Best way to query immutable MySQL Data

immutabilityMySQLquery

I have been increasingly using immutable data storing for my web-app, due to some advantages it has (simpler writes, ability to view history / activity).

I am doing it using MySQL dabatases, simply by only doing inserts; no updates/deletes; and with the id (primary key) on each row being an autoincrementing kind of 'transaction id', and then with an 'entity id' column with an appropriate name.

The problem I'm having is massively verbose MySQL queries for certain desired latest data. With your standard mutable MySQL database, you don't have to worry about getting the latest row for each table (because it's always latest as they just use updates).
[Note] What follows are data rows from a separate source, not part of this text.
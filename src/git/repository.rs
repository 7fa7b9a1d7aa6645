use crate::domain::{tag_ref_name, tag_refspec, TagReference, TAG_REF_PREFIX};
use crate::error::{Result, TagOnMergeError};
use crate::git::{auth, PushOutcome, RepoAuth, Tagger};
use git2::{ErrorCode, ObjectType, Oid, PushOptions, Repository as Git2Repo, Signature};
use std::cell::Cell;
use std::path::Path;
use tracing::debug;

/// Wrapper around git2::Repository with our trait interface
pub struct Git2Repository {
    repo: Git2Repo,
}

impl Git2Repository {
    /// Open or discover a git repository
    pub fn open<P: AsRef<Path>>(path: P) -> Result<Self> {
        let repo = Git2Repo::discover(path)?;

        Ok(Git2Repository { repo })
    }

    /// Create from existing git2::Repository
    pub fn from_git2(repo: Git2Repo) -> Self {
        Git2Repository { repo }
    }

    /// Object id the local tag reference points at
    fn local_tag_target(&self, name: &str) -> Result<Option<Oid>> {
        match self.repo.find_reference(&tag_ref_name(name)) {
            Ok(reference) => Ok(reference.target()),
            Err(e) if e.code() == ErrorCode::NotFound => Ok(None),
            Err(e) => Err(e.into()),
        }
    }
}

impl super::Repository for Git2Repository {
    fn list_tags(&self) -> Result<Vec<TagReference>> {
        let mut tags = Vec::new();

        for reference in self.repo.references_glob(&format!("{}*", TAG_REF_PREFIX))? {
            let reference = reference?;

            let Some(name) = reference
                .name()
                .and_then(|n| n.strip_prefix(TAG_REF_PREFIX))
            else {
                continue;
            };

            let target = match reference.target() {
                Some(oid) => oid,
                None => match reference.resolve().ok().and_then(|r| r.target()) {
                    Some(oid) => oid,
                    None => continue,
                },
            };

            tags.push(TagReference::new(name, target.to_string()));
        }

        Ok(tags)
    }

    fn tag_exists(&self, name: &str) -> Result<bool> {
        match self.repo.find_reference(&tag_ref_name(name)) {
            Ok(_) => Ok(true),
            Err(e) if e.code() == ErrorCode::NotFound => Ok(false),
            Err(e) if e.code() == ErrorCode::InvalidSpec => Ok(false),
            Err(e) => Err(e.into()),
        }
    }

    fn head_commit(&self) -> Result<String> {
        let commit = self
            .repo
            .head()
            .and_then(|head| head.peel_to_commit())
            .map_err(|e| TagOnMergeError::HeadUnresolvable(e.message().to_string()))?;

        Ok(commit.id().to_string())
    }

    fn create_annotated_tag(
        &self,
        name: &str,
        target: &str,
        tagger: &Tagger,
        message: &str,
    ) -> Result<String> {
        let oid = Oid::from_str(target)?;
        let object = self.repo.find_object(oid, Some(ObjectType::Commit))?;
        let signature = Signature::now(&tagger.name, &tagger.email)?;

        let tag_oid = self
            .repo
            .tag(name, &object, &signature, message, false)
            .map_err(|e| match e.code() {
                ErrorCode::Exists => TagOnMergeError::TagAlreadyExists(name.to_string()),
                _ => TagOnMergeError::Git(e),
            })?;

        Ok(tag_oid.to_string())
    }

    fn push_tag(&self, remote_name: &str, name: &str, auth: &RepoAuth) -> Result<PushOutcome> {
        let failure = |message: String| TagOnMergeError::push_failure(remote_name, name, message);

        if self.local_tag_target(name)?.is_none() {
            return Err(failure("tag does not exist locally".to_string()));
        }

        let mut remote = self
            .repo
            .find_remote(remote_name)
            .map_err(|e| failure(format!("cannot find remote: {}", e.message())))?;

        let reference = tag_ref_name(name);
        let up_to_date = Cell::new(false);
        let mut rejections = Vec::new();
        {
            let mut callbacks = auth::remote_callbacks(auth);
            // An update whose old and new ids match carries nothing to send
            callbacks.push_negotiation(|updates| {
                let unchanged = updates.iter().any(|update| {
                    update.dst_refname() == Some(reference.as_str()) && update.src() == update.dst()
                });
                up_to_date.set(unchanged);
                Ok(())
            });
            callbacks.push_update_reference(|refname, status| {
                if let Some(status) = status {
                    rejections.push(format!("{} rejected: {}", refname, status));
                }
                Ok(())
            });

            let mut push_options = PushOptions::new();
            push_options.remote_callbacks(callbacks);

            remote
                .push(&[tag_refspec(name).as_str()], Some(&mut push_options))
                .map_err(|e| failure(e.message().to_string()))?;
        }

        if !rejections.is_empty() {
            return Err(failure(rejections.join("; ")));
        }

        if up_to_date.get() {
            debug!(remote = remote_name, tag = name, "remote already holds the tag");
            return Ok(PushOutcome::AlreadyUpToDate);
        }

        Ok(PushOutcome::Pushed)
    }
}

#[cfg(test)]
mod tests {
    use super::*;
    use crate::git::Repository;
    use tempfile::TempDir;

    #[test]
    fn test_open_discovers_from_subdirectory() {
        let temp_dir = TempDir::new().unwrap();
        Git2Repo::init(temp_dir.path()).unwrap();
        let nested = temp_dir.path().join("a").join("b");
        std::fs::create_dir_all(&nested).unwrap();

        assert!(Git2Repository::open(&nested).is_ok());
    }

    #[test]
    fn test_unborn_head_is_unresolvable() {
        let temp_dir = TempDir::new().unwrap();
        let repo = Git2Repository::from_git2(Git2Repo::init(temp_dir.path()).unwrap());

        assert!(matches!(
            repo.head_commit(),
            Err(TagOnMergeError::HeadUnresolvable(_))
        ));
        assert!(repo.list_tags().unwrap().is_empty());
    }
}
//! Git operations abstraction layer
//!
//! This module provides a trait-based abstraction over the tag operations the
//! tool performs, allowing for a real Git repository and an in-memory
//! implementation for testing.
//!
//! # Overview
//!
//! The primary abstraction is the [Repository] trait. The concrete
//! implementations include:
//!
//! - [repository::Git2Repository]: A real implementation using the `git2` crate
//! - [mock::MockRepository]: A mock implementation for testing
//!
//! # Usage
//!
//! Code should depend on the [Repository] trait rather than on concrete
//! implementations.
//!
//! ```rust
//! # use semver_tag_on_merge::git::Repository;
//! # fn example<R: Repository>(repo: &R) -> Result<(), Box<dyn std::error::Error>> {
//! for tag in repo.list_tags()? {
//!     println!("{} -> {}", tag.name, tag.target);
//! }
//! # Ok(())
//! # }
//! ```

pub mod auth;
pub mod mock;
pub mod repository;

pub use auth::RepoAuth;
pub use mock::MockRepository;
pub use repository::Git2Repository;

use crate::domain::TagReference;
use crate::error::Result;
use serde::{Deserialize, Serialize};

/// Remote used when none is configured
pub const DEFAULT_REMOTE: &str = "origin";

/// Identity recorded in annotated tags
#[derive(Debug, Clone, PartialEq, Eq, Deserialize, Serialize)]
pub struct Tagger {
    #[serde(default = "default_tagger_name")]
    pub name: String,
    #[serde(default = "default_tagger_email")]
    pub email: String,
}

fn default_tagger_name() -> String {
    "semver-tag-on-merge".to_string()
}

fn default_tagger_email() -> String {
    "semver-tag-on-merge@users.noreply.github.com".to_string()
}

impl Default for Tagger {
    fn default() -> Self {
        Tagger {
            name: default_tagger_name(),
            email: default_tagger_email(),
        }
    }
}

/// Result of a tag push that did not fail
#[derive(Debug, Clone, Copy, PartialEq, Eq)]
pub enum PushOutcome {
    /// The remote accepted the tag
    Pushed,
    /// The remote already held the tag at the same object; nothing was sent
    AlreadyUpToDate,
}

/// Tag operations needed to resolve and publish versions
///
/// ## Error Handling
///
/// All methods return [crate::error::Result<T>]. Implementations map
/// underlying errors to the specific [crate::error::TagOnMergeError] kinds
/// documented on each method.
pub trait Repository {
    /// List every reference in the tag namespace
    ///
    /// # Returns
    /// * `Ok(Vec<TagReference>)` - Tag names (without `refs/tags/`) and their targets
    /// * `Err` - If the references cannot be read
    fn list_tags(&self) -> Result<Vec<TagReference>>;

    /// Check whether `refs/tags/<name>` exists
    ///
    /// The comparison is an exact match on the fully-qualified reference name.
    fn tag_exists(&self, name: &str) -> Result<bool>;

    /// Resolve the commit HEAD points at
    ///
    /// # Returns
    /// * `Ok(String)` - Hex id of the HEAD commit
    /// * `Err(HeadUnresolvable)` - If HEAD is unborn or does not lead to a commit
    fn head_commit(&self) -> Result<String>;

    /// Create an annotated tag object for `target` and the reference pointing at it
    ///
    /// Never overwrites: an existing tag of the same name is `TagAlreadyExists`.
    ///
    /// # Returns
    /// * `Ok(String)` - Hex id of the new tag object
    fn create_annotated_tag(
        &self,
        name: &str,
        target: &str,
        tagger: &Tagger,
        message: &str,
    ) -> Result<String>;

    /// Push `refs/tags/<name>` to the same reference on `remote`
    ///
    /// # Returns
    /// * `Ok(PushOutcome::Pushed)` - The remote accepted the tag
    /// * `Ok(PushOutcome::AlreadyUpToDate)` - The remote already had it
    /// * `Err(PushFailure)` - Any transport, authentication or rejection error
    fn push_tag(&self, remote: &str, name: &str, auth: &RepoAuth) -> Result<PushOutcome>;
}
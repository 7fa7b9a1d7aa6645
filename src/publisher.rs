//! Materializes and publishes version tags

use crate::error::{Result, TagOnMergeError};
use crate::git::{PushOutcome, RepoAuth, Repository, Tagger, DEFAULT_REMOTE};
use tracing::{info, warn};

/// Creates annotated tags at HEAD and pushes them to a remote
pub struct TagPublisher<'a, R: Repository> {
    repo: &'a R,
    tagger: Tagger,
}

impl<'a, R: Repository> TagPublisher<'a, R> {
    /// Create a publisher writing tags as `tagger`
    pub fn new(repo: &'a R, tagger: Tagger) -> Self {
        TagPublisher { repo, tagger }
    }

    /// Creates an annotated tag `name` on the current HEAD commit.
    ///
    /// An empty `message` defaults to the tag name. The tag is never
    /// overwritten: if `refs/tags/<name>` already exists the call fails with
    /// `TagAlreadyExists` and the repository is left untouched, so a retried
    /// run cannot silently tag twice.
    ///
    /// # Returns
    /// * `Ok(String)` - Hex id of the new tag object
    /// * `Err(EmptyTagName)` - If `name` is empty
    /// * `Err(TagAlreadyExists)` - If the tag exists
    /// * `Err(HeadUnresolvable)` - If HEAD does not resolve to a commit
    pub fn create_annotated_tag(&self, name: &str, message: &str) -> Result<String> {
        if name.is_empty() {
            return Err(TagOnMergeError::EmptyTagName);
        }
        let message = if message.is_empty() { name } else { message };

        if self.repo.tag_exists(name)? {
            return Err(TagOnMergeError::TagAlreadyExists(name.to_string()));
        }

        let head = self.repo.head_commit()?;
        let tag_oid = self
            .repo
            .create_annotated_tag(name, &head, &self.tagger, message)?;

        info!(tag = name, commit = %head, object = %tag_oid, "created annotated tag");
        Ok(tag_oid)
    }

    /// Pushes tag `name` to `remote` (`origin` when `None`).
    ///
    /// A remote that already holds the tag is reported as
    /// `PushOutcome::AlreadyUpToDate`, not as an error. Failures are not retried.
    pub fn push_tag(&self, auth: &RepoAuth, name: &str, remote: Option<&str>) -> Result<PushOutcome> {
        let remote = remote.filter(|r| !r.is_empty()).unwrap_or(DEFAULT_REMOTE);

        let outcome = self.repo.push_tag(remote, name, auth)?;
        match outcome {
            PushOutcome::Pushed => info!(tag = name, remote, "pushed tag"),
            PushOutcome::AlreadyUpToDate => {
                warn!(tag = name, remote, "remote was up to date, no tag pushed")
            }
        }

        Ok(outcome)
    }
}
With immutable data I'm having to do this huge queries full of self-joins, so it returns only the subset of data which has the highest id.

For instance:

select ...
...
inner join (
    /* latest */
    select y.* from (
      select id,forum_id,optional, max(id) as max_id
      from forum_opt
      group by forum_id
      ) as x
      inner join forum_opt as y
      on y.id = x.max_id
) as forumopt on ...

Whereas before it would just be:

select ...
...
inner join forum_opt on ...

So is there a cleaner way I can implement this? Is there something I'm not understanding about this software design concept or something I'm doing wrong?

Best Answer

Yes, there is a cleaner way, it is called temporal databases, in particular "transaction-time".

The idea is to use an interval value [trans_start, trans_end[to denote, when a row was stored or changed in the database (trans_start) and how long it stayed this way (trans_end). Using a now between trans_start and trans_end and now <> trans_end condition, you're able to get the current values in your database table. This model trivially allows "as-of " queries, where your approach would make that much more difficult. Not so trivial, this model allows full-temporal joins, which gives the complete change history of a join of two or more tables with history (even if the rows mutated independently).

Joins are then more easier to formulate, but will contain subqueries as in your example, but min-operators are avoided. YMMV with execution plans, if the database applies the join and then the conditions or if first the conditions and then the join is applied.

Some databases provide this functionality using additional options, e.g. In Oracle this is called FlashBack-query.

Check out Snodgras's "Developing time-oriented database applications with SQL", which is available from his (linked) page as PDF (the first reference).